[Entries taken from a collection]

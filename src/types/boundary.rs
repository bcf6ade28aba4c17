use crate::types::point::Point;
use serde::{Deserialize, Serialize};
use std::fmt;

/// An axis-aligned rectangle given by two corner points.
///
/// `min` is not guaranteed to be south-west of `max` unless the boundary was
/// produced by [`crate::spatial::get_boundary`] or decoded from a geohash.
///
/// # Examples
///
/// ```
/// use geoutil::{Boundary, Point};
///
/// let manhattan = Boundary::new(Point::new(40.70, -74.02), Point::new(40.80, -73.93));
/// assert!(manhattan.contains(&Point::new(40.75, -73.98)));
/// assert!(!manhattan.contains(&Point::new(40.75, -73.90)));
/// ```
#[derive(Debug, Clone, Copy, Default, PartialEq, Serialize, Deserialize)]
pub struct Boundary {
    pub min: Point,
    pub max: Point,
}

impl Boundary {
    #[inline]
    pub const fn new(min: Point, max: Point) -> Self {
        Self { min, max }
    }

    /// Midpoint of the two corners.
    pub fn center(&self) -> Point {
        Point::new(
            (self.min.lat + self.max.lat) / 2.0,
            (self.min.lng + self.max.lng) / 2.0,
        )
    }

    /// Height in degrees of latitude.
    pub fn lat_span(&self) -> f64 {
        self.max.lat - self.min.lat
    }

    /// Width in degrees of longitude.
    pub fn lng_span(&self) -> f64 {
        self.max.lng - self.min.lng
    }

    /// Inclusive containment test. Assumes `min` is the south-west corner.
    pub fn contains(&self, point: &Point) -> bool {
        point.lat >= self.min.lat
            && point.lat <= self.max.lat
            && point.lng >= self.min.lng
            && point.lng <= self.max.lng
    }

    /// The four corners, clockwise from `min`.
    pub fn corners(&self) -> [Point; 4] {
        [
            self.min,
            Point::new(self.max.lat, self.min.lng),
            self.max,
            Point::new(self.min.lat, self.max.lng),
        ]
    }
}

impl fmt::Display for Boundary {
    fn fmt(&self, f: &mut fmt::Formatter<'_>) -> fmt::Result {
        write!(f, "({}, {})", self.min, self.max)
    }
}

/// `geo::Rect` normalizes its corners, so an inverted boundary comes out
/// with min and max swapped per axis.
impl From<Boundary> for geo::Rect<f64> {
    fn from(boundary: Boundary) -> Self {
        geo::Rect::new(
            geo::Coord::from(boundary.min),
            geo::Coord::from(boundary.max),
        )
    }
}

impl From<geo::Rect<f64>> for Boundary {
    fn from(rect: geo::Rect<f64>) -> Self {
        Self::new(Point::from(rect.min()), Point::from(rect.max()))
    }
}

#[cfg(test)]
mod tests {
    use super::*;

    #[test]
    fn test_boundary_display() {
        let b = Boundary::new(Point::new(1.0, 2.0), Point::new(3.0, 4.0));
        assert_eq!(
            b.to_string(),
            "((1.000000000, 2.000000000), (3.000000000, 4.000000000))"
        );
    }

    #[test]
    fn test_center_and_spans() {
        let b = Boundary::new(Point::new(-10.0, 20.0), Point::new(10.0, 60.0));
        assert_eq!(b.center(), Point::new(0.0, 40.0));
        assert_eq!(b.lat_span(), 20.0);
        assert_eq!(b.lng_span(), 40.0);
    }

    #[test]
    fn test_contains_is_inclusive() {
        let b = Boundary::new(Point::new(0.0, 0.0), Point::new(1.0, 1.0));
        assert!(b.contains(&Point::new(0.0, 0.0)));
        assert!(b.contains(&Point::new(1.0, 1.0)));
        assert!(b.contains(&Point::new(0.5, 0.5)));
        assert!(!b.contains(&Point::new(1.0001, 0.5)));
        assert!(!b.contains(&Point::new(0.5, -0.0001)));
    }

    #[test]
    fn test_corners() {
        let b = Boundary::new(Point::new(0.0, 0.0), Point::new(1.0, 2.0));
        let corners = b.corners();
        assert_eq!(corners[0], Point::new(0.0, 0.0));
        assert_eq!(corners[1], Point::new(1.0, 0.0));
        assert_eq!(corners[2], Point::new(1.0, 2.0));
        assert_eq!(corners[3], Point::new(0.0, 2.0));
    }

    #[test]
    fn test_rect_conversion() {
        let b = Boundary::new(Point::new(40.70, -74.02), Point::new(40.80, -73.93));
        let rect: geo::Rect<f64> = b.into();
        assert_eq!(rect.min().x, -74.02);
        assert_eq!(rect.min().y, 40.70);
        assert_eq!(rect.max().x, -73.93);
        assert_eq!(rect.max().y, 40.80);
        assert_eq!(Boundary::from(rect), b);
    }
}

...

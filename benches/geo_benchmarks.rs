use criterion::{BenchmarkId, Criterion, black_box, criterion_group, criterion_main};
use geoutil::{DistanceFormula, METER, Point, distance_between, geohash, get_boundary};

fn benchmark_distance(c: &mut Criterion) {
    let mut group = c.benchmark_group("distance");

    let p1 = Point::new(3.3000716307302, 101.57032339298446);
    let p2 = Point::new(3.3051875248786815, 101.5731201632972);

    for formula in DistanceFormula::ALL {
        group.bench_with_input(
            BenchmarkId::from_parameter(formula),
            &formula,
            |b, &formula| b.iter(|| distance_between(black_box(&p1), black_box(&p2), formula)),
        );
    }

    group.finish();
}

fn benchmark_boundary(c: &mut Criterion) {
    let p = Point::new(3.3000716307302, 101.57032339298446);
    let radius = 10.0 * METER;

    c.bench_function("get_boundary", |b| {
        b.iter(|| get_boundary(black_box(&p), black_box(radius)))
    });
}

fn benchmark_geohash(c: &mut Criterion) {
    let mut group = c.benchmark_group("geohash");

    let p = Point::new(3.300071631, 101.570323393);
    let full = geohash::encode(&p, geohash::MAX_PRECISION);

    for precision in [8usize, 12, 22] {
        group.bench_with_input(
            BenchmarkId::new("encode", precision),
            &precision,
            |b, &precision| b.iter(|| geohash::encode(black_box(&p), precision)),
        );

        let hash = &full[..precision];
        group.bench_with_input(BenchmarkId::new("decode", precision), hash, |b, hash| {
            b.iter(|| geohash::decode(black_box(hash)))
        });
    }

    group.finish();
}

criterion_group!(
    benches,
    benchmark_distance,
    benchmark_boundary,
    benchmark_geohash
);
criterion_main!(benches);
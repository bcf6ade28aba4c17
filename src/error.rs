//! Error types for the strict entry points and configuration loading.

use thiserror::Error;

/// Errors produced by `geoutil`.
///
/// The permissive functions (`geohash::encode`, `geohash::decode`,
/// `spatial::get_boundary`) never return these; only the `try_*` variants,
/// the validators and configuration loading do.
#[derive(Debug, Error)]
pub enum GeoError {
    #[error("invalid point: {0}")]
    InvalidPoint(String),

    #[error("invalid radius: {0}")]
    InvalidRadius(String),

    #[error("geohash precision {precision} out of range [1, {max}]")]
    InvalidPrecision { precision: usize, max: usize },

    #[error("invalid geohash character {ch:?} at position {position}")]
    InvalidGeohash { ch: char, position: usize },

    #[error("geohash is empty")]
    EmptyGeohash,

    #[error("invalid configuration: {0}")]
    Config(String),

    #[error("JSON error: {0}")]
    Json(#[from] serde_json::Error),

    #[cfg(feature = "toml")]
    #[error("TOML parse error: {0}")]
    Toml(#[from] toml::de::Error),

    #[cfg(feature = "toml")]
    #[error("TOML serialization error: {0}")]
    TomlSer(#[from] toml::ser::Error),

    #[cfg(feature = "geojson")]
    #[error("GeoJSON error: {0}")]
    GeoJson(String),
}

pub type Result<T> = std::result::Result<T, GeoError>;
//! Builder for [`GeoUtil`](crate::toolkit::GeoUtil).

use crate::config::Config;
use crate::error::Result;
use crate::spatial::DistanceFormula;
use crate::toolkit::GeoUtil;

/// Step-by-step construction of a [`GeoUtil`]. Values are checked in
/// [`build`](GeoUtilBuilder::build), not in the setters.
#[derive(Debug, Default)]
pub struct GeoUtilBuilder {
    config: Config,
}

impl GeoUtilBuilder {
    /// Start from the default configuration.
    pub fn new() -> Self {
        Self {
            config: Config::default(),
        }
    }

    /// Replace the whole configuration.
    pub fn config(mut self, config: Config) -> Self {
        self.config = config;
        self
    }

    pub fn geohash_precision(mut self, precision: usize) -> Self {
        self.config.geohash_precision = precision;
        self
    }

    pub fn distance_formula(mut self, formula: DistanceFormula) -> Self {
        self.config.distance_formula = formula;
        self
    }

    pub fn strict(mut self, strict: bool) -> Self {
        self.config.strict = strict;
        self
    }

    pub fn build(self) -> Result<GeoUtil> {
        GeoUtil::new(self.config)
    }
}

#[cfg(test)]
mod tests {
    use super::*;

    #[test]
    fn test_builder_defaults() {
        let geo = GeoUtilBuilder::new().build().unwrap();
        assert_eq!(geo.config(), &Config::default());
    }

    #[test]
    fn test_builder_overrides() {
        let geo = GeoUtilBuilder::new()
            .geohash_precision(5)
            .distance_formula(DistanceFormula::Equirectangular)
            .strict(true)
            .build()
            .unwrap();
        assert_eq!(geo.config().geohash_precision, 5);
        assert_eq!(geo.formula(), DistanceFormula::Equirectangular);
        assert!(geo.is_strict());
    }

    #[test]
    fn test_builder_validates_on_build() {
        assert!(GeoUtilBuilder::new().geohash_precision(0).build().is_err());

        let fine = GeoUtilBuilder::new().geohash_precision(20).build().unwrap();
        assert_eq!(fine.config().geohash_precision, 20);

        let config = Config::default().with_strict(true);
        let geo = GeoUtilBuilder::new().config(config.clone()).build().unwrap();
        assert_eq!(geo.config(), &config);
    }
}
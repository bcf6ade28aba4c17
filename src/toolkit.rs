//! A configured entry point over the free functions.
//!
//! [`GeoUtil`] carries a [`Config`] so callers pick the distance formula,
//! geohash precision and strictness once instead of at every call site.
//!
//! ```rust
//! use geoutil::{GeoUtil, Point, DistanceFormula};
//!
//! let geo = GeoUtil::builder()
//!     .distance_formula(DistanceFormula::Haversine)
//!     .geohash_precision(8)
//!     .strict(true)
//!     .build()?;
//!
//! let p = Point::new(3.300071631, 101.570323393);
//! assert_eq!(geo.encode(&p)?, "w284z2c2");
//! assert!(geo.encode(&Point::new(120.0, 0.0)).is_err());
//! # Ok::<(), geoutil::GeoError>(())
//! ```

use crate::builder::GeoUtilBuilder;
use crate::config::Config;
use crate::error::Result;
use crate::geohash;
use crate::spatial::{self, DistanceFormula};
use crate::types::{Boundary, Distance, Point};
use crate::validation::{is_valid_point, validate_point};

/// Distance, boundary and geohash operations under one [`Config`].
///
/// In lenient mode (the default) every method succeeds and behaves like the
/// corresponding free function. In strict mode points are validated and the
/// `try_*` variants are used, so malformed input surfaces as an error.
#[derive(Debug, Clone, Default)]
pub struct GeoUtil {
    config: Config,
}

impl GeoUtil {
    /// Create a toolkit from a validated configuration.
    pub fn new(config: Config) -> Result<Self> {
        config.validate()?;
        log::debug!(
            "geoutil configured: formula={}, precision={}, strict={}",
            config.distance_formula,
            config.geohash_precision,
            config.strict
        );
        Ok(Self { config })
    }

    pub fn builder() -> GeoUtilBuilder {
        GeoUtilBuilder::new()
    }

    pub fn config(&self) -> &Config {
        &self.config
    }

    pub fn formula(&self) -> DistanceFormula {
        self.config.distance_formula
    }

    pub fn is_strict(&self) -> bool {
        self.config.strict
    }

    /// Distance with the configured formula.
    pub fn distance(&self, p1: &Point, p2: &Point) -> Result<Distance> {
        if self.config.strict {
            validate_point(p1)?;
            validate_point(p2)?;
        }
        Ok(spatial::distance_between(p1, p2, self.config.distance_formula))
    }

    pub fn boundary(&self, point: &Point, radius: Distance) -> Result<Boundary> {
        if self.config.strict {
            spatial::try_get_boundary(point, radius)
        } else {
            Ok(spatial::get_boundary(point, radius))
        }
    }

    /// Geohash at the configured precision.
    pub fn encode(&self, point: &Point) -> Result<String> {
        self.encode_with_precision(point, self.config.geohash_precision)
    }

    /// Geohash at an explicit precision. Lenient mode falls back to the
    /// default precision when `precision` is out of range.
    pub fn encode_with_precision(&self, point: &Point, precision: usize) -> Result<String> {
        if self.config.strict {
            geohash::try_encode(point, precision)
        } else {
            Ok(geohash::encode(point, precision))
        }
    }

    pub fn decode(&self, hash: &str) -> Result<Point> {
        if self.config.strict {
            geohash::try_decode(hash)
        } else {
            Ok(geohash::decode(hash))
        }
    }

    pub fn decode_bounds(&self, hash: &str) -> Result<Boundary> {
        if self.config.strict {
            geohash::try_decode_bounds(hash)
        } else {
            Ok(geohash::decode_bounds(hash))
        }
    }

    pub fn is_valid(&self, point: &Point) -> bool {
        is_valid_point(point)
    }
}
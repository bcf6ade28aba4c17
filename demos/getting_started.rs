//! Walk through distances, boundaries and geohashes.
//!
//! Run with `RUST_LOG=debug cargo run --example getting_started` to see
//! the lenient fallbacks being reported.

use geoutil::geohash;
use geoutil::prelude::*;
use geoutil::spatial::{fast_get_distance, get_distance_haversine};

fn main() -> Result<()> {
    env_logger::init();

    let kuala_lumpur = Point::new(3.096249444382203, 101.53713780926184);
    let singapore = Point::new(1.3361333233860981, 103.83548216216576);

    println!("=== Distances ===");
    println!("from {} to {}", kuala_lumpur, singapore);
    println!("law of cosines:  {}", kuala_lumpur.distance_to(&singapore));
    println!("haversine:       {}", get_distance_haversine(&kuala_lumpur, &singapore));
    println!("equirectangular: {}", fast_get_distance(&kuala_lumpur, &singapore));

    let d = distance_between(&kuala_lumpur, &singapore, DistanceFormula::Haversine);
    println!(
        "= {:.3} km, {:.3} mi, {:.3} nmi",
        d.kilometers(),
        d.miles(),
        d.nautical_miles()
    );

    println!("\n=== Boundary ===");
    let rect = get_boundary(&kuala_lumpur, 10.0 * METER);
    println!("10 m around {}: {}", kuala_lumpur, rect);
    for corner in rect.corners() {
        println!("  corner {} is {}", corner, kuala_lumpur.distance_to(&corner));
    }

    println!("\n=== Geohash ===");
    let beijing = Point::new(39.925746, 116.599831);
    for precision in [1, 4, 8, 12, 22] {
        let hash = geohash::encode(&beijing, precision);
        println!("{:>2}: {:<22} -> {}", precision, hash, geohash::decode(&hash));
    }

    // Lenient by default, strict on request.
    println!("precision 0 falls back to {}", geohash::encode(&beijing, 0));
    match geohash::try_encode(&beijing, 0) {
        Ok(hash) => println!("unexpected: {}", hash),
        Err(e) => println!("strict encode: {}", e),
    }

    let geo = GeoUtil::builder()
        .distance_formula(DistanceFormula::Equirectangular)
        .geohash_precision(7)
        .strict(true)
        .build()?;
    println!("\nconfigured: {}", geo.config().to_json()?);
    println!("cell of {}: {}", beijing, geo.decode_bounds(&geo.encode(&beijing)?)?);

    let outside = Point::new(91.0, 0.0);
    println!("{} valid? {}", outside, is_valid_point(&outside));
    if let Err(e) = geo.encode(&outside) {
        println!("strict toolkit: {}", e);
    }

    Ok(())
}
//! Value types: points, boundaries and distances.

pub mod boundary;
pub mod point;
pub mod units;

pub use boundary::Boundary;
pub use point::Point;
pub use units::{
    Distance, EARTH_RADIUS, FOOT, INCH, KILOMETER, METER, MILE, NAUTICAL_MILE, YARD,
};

==

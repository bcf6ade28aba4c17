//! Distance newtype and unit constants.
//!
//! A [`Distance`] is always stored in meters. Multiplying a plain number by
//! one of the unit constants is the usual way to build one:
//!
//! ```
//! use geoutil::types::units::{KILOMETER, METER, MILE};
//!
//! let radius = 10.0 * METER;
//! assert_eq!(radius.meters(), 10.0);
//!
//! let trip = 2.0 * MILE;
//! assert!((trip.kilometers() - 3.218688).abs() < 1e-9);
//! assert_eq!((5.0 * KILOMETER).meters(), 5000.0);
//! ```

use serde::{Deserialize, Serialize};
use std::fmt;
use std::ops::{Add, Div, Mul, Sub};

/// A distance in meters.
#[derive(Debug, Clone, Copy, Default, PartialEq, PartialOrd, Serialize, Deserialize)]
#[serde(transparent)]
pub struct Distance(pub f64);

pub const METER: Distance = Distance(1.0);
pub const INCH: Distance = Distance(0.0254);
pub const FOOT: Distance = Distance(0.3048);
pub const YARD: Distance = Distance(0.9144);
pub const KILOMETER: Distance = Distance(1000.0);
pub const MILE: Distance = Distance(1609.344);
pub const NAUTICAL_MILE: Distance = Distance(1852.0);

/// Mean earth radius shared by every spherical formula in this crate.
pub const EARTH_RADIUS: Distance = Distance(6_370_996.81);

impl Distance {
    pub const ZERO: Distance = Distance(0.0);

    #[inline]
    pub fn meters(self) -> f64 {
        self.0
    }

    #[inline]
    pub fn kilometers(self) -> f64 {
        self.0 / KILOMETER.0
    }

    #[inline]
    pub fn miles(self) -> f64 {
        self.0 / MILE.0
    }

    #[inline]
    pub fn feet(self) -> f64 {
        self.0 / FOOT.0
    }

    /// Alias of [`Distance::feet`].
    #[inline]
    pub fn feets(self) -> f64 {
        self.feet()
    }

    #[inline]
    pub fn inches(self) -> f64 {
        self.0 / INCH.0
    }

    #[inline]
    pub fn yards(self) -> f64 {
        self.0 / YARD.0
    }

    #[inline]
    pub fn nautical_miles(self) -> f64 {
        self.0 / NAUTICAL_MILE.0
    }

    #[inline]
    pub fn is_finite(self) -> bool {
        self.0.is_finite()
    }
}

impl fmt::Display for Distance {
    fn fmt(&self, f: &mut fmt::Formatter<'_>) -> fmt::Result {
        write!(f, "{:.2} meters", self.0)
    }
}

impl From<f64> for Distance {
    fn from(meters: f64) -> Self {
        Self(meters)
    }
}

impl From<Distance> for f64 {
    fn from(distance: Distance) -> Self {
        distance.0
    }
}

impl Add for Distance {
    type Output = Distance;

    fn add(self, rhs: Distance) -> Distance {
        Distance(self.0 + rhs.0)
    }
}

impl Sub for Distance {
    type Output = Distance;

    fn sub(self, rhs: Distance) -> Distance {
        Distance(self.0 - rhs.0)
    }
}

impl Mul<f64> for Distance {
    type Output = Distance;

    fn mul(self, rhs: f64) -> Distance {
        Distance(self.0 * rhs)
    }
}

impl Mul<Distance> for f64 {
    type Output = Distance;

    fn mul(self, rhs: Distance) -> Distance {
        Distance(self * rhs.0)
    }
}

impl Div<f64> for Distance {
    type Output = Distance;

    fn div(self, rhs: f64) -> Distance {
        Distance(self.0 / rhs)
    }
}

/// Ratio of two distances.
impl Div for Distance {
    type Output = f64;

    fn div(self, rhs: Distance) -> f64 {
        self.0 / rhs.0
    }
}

Description of the task
Copy out, from the data above, every line holding the word "PartialEq".

Response
#[derive(Debug, Clone, Copy, Default, PartialEq, Serialize, Deserialize)]
#[derive(Debug, Clone, Copy, Default, PartialEq, PartialOrd, Serialize, Deserialize)]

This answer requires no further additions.